L’opposant biélorusse Babaryko condamné à 14 ans de prison

L’opposant a été condamné pour avoir reçu des pots-de-vin «en quantité importante» et pour blanchiment d’argent, selon l’ONG biélorusse Viasna.
Photo: Ramil Nasibulin / BELTA / Agence France-Presse L’opposant a été condamné pour avoir reçu des pots-de-vin «en quantité importante» et pour blanchiment d’argent, selon l’ONG biélorusse Viasna.

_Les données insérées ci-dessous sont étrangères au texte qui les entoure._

//! Configuration schema definitions.
//!
//! All types derive Serde traits for deserialization from config files.
//! Durations are expressed in milliseconds; a value of `0` disables the
//! corresponding timeout.

use serde::{Deserialize, Deserializer, Serialize, Serializer};
use std::sync::{Arc, RwLock};
use std::time::Duration;

/// Root configuration for one HTTP server component.
#[derive(Debug, Clone, Deserialize, Serialize)]
#[serde(default)]
pub struct ServerConfig {
    /// Bind host (e.g., "0.0.0.0"). Empty binds all interfaces.
    pub host: String,

    /// Bind port. `0` asks the OS for an ephemeral port.
    pub port: u16,

    /// Listener network: "tcp", "tcp4" or "tcp6".
    pub network: String,

    /// Time allowed to read the request head. Falls back to `read_timeout_ms`.
    pub read_header_timeout_ms: u64,

    /// Time allowed to receive a request; the handler's run time is not counted.
    pub read_timeout_ms: u64,

    /// Idle write timeout on the connection.
    pub write_timeout_ms: u64,

    /// Per-request deadline installed by the timeout interceptor.
    pub context_timeout_ms: u64,

    /// Requests slower than this emit a "slow" warning.
    pub slow_log_threshold_ms: u64,

    /// Enable the metrics interceptor.
    pub enable_metric_interceptor: bool,

    /// Enable the tracing interceptor (needs a registered tracer).
    pub enable_trace_interceptor: bool,

    /// Resolve the host from the primary outbound interface.
    pub enable_local_main_ip: bool,

    /// Compress responses with gzip.
    pub enable_gzip: bool,

    /// Emit one access record per request.
    pub enable_access_interceptor: bool,

    /// Request/response body capture for the access log.
    #[serde(flatten)]
    pub access_log_capture: AccessLogCapture,

    /// Accept WebSocket upgrades from any origin.
    pub enable_websocket_check_origin: bool,

    /// WebSocket read buffer size in bytes (0 = library default).
    pub websocket_read_buffer_size: usize,

    /// WebSocket write buffer size in bytes (0 = library default).
    pub websocket_write_buffer_size: usize,

    /// Response header carrying the trace id of traced requests.
    pub trace_id_header: String,
}

impl Default for ServerConfig {
    fn default() -> Self {
        Self {
            host: "0.0.0.0".to_string(),
            port: 9090,
            network: "tcp".to_string(),
            read_header_timeout_ms: 0,
            read_timeout_ms: 0,
            write_timeout_ms: 0,
            context_timeout_ms: 0,
            slow_log_threshold_ms: 500,
            enable_metric_interceptor: true,
            enable_trace_interceptor: true,
            enable_local_main_ip: false,
            enable_gzip: false,
            enable_access_interceptor: true,
            access_log_capture: AccessLogCapture::default(),
            enable_websocket_check_origin: false,
            websocket_read_buffer_size: 0,
            websocket_write_buffer_size: 0,
            trace_id_header: "x-trace-id".to_string(),
        }
    }
}

impl ServerConfig {
    /// `host:port` as handed to the listener.
    pub fn address(&self) -> String {
        if self.host.is_empty() {
            format!("0.0.0.0:{}", self.port)
        } else if self.host.contains(':') && !self.host.starts_with('[') {
            format!("[{}]:{}", self.host, self.port)
        } else {
            format!("{}:{}", self.host, self.port)
        }
    }

    pub fn read_header_timeout(&self) -> Option<Duration> {
        positive_millis(self.read_header_timeout_ms)
    }

    pub fn read_timeout(&self) -> Option<Duration> {
        positive_millis(self.read_timeout_ms)
    }

    pub fn write_timeout(&self) -> Option<Duration> {
        positive_millis(self.write_timeout_ms)
    }

    /// Only a positive context timeout installs the deadline interceptor.
    pub fn context_timeout(&self) -> Option<Duration> {
        positive_millis(self.context_timeout_ms)
    }

    pub fn slow_log_threshold(&self) -> Option<Duration> {
        positive_millis(self.slow_log_threshold_ms)
    }
}

fn positive_millis(ms: u64) -> Option<Duration> {
    (ms > 0).then(|| Duration::from_millis(ms))
}

/// Body-capture toggles of the access log.
#[derive(Debug, Clone, Copy, Default, PartialEq, Eq, Deserialize, Serialize)]
#[serde(default)]
pub struct CaptureFlags {
    /// Attach request headers and payload to access records.
    #[serde(rename = "enable_access_interceptor_req")]
    pub request_body: bool,

    /// Attach response headers and payload to access records.
    #[serde(rename = "enable_access_interceptor_res")]
    pub response_body: bool,
}

/// Shared, lock-guarded [`CaptureFlags`].
///
/// These are the only settings changed while requests are in flight (by the
/// reload path), so they sit behind their own `RwLock`. Clones share the same
/// flags. Readers never block each other; the last write wins.
#[derive(Debug, Clone, Default)]
pub struct AccessLogCapture(Arc<RwLock<CaptureFlags>>);

impl AccessLogCapture {
    pub fn new(flags: CaptureFlags) -> Self {
        Self(Arc::new(RwLock::new(flags)))
    }

    /// Snapshot the current flags under the read lock.
    pub fn load(&self) -> CaptureFlags {
        *self.0.read().expect("access log capture lock poisoned")
    }

    /// Replace the flags under the write lock.
    pub fn store(&self, flags: CaptureFlags) {
        *self.0.write().expect("access log capture lock poisoned") = flags;
    }

    /// Apply the capture flags of every reloaded config until the channel closes.
    pub async fn follow(self, mut updates: tokio::sync::mpsc::UnboundedReceiver<ServerConfig>) {
        while let Some(config) = updates.recv().await {
            let flags = config.access_log_capture.load();
            if flags != self.load() {
                tracing::info!(
                    request_body = flags.request_body,
                    response_body = flags.response_body,
                    "Access log capture updated"
                );
                self.store(flags);
            }
        }
    }
}

impl Serialize for AccessLogCapture {
    fn serialize<S: Serializer>(&self, serializer: S) -> Result<S::Ok, S::Error> {
        self.load().serialize(serializer)
    }
}

impl<'de> Deserialize<'de> for AccessLogCapture {
    fn deserialize<D: Deserializer<'de>>(deserializer: D) -> Result<Self, D::Error> {
        CaptureFlags::deserialize(deserializer).map(Self::new)
    }
}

L’une des figures de proue de l’opposition biélorusse, Viktor Babaryko, a été condamné mardi à 14 ans de prison pour corruption. Il s’agit du dernier exemple en date de la féroce répression visant les critiques du président Alexandre Loukachenko.

Cet ancien banquier, âgé de 57 ans, était considéré au moment de son arrestation en juin 2020 comme l’adversaire le plus sérieux à la présidentielle d’août face à M. Loukachenko, dont la réélection a déclenché un mouvement de protestation historique violemment réprimé.

Sur Twitter, les soutiens de M. Babaryko ont précisé qu’il devrait purger sa peine « dans une colonie pénitentiaire de sécurité renforcée ». « C’est une peine insensée visant un individu qui avait décidé de se lancer en politique et était devenu l’un des leaders qui avaient réveillé le pays d’un long sommeil », a déclaré l’opposante en exil Svetlana Tikhanovskaïa sur Telegram.

Le porte-parole de la diplomatie européenne, Peter Stano, a appelé à la libération de M. Babaryko et des « plus de 530 prisonniers politiques » en Biélorussie.

L’ambassade américaine à Minsk a quant à elle dénoncé « une imposture cruelle » de la justice biélorusse, tandis qu’une responsable de la diplomatie allemande, Bärbel Kofler, a souligné que M. Babaryko avait « tenu bon » et « plaidé non coupable malgré les intimidations massives ».

L’opposant a été condamné pour avoir reçu des pots-de-vin « en quantité importante » et pour blanchiment d’argent, selon l’ONG biélorusse Viasna. La décision a été rendue par un juge de la Cour suprême, ce qui empêche M. Babaryko de faire appel.

Il a également été condamné à rembourser 46 millions de roubles biélorusses (22,5 millions $CA), à verser une amende équivalant à 66,2 millions de dollars canadiens et on lui interdit d’exercer des fonctions de direction, selon l’ONG Viasna.

Viktor Babaryko était présent à l’audience, dans la cage en fer réservée aux prévenus. Des diplomates étrangers, dont l’ambassadeur de France, avaient fait le déplacement, ainsi que des dizaines de partisans.

Au moins deux personnes ont été interpellées par des policiers à l’entrée du tribunal, selon Viasna.

« Tragédies humaines »

L’accusation assure que M. Babaryko a commis ces forfaits quand il était à la tête de Belgazprombank, la filiale biélorusse d’une banque appartenant au géant russe Gazprom.

Sept autres ex-employés de cette banque, qui ont chacun plaidé coupable et témoigné contre M. Babaryko, ont été condamnés à des peines allant de trois à six ans et demi de prison, d’après Viasna.

46 millions
C’est le montant, en roubles biélorusses, que Viktor Babaryko a été condamné à rembourser, ce qui équivaut à 22,5 millions en dollars canadiens.

Une avocate de la défense, Natalia Matskevia, a affirmé que les droits des suspects avaient été violés pendant l’enquête. « Nous avons eu connaissance de tragédies humaines et d’humiliations au cours de la collecte des témoignages », a-t-elle dit.

La réélection de M. Loukachenko a déclenché l’été dernier un mouvement de protestation qui a rassemblé des mois durant des dizaines de milliers de manifestants, parfois des centaines de milliers, mais il a été réprimé par des arrestations massives et des violences ayant fait au moins quatre morts.

Nous avons eu connaissance de tragédies humaines et d’humiliations au cours de la collecte des témoignages

 

La condamnation de M. Babaryko survient dans un climat de poursuites tous azimuts contre opposants, ONG et journalistes. Selon l’organisation Amnesty International, elle « assombrit encore le tableau peu reluisant d’une Biélorussie entre peur et désespoir ».

Les autorités ont notamment arrêté fin mai un journaliste d’opposition en exil, Roman Protassevitch, en détournant un avion de ligne à bord duquel il se trouvait.